EXERCISE DESCRIPTION.
Check every line of the entries for "views", and copy the lines that hold it.

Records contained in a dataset
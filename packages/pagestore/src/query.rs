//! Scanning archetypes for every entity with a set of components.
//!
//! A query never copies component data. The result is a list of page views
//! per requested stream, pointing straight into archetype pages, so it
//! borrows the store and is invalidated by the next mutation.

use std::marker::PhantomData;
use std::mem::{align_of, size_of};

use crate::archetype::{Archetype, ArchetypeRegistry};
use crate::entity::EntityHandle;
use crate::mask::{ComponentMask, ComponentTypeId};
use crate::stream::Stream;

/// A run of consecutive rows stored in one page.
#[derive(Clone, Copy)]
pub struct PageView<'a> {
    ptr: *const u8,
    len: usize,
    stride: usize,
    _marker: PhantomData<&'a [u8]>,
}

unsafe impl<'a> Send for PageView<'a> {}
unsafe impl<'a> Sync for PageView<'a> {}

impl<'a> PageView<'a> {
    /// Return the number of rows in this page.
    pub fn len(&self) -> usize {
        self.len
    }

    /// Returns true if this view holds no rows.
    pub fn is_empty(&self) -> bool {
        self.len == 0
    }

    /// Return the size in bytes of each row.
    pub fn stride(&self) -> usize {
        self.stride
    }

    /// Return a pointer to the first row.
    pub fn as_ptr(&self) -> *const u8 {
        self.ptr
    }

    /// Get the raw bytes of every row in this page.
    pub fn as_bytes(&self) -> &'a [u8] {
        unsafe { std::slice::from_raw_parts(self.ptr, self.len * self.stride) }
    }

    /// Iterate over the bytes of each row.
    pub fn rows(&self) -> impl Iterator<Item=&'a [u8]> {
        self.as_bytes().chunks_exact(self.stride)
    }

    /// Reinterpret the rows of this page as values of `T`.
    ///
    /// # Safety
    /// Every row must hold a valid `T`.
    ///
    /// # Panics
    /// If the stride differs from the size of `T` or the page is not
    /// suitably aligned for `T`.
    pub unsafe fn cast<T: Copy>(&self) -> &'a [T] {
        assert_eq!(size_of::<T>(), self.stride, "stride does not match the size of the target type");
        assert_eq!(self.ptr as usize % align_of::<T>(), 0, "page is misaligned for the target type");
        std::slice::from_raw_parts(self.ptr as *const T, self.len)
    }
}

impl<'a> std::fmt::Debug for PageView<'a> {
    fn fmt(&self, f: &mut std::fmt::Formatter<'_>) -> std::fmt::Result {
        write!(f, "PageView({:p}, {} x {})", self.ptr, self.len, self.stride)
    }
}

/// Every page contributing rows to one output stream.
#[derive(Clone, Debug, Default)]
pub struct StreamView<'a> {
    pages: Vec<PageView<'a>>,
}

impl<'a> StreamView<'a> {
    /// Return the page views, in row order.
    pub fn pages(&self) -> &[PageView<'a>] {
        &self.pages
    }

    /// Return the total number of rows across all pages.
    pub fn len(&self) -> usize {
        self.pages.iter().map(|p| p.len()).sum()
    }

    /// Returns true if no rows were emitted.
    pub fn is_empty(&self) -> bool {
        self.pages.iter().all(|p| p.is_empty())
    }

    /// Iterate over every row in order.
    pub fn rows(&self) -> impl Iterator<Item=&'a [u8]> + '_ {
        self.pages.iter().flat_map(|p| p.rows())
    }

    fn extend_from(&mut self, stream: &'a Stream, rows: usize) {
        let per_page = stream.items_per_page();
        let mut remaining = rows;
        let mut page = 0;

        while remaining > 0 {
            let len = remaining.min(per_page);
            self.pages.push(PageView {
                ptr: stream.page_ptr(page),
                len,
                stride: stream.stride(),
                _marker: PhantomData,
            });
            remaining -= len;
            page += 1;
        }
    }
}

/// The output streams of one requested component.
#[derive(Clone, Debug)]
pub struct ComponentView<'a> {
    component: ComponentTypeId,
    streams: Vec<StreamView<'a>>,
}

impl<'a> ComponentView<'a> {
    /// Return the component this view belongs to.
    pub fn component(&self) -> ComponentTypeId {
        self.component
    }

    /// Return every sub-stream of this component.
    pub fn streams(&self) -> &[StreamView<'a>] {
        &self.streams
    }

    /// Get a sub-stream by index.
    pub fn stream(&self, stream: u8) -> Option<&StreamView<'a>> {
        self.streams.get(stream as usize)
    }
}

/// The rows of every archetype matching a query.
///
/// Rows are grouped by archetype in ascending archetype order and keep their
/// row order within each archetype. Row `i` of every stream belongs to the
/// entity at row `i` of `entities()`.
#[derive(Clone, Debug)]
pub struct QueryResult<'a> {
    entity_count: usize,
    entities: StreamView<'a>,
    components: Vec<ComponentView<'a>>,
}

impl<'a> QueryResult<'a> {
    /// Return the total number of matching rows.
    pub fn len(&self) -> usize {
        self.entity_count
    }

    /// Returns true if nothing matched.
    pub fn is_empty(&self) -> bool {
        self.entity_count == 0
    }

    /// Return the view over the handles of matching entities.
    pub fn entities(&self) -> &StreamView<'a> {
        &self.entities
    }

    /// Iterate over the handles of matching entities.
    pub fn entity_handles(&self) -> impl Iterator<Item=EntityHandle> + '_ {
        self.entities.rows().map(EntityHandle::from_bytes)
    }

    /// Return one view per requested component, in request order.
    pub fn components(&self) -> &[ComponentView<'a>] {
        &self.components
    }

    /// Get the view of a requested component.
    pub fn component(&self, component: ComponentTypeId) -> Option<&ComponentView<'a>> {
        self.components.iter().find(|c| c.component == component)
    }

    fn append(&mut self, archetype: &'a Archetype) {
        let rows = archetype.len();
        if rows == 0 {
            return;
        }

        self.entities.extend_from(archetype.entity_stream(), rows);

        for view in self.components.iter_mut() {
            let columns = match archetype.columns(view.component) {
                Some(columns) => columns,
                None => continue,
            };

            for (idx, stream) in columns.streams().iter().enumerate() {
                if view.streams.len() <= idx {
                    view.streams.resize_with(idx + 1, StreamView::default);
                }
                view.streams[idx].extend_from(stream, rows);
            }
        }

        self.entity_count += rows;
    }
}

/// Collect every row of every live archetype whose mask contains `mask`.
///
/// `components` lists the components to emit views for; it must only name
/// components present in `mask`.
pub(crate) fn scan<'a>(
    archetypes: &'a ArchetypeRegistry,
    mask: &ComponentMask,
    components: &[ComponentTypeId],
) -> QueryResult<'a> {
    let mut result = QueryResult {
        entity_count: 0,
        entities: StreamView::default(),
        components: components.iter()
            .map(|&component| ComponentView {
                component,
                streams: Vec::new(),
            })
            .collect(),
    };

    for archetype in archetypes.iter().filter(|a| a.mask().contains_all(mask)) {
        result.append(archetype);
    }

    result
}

ANSWER FOR THE TASK.
//! A query never copies component data. The result is a list of page views
    /// Return the page views, in row order.
/// `components` lists the components to emit views for; it must only name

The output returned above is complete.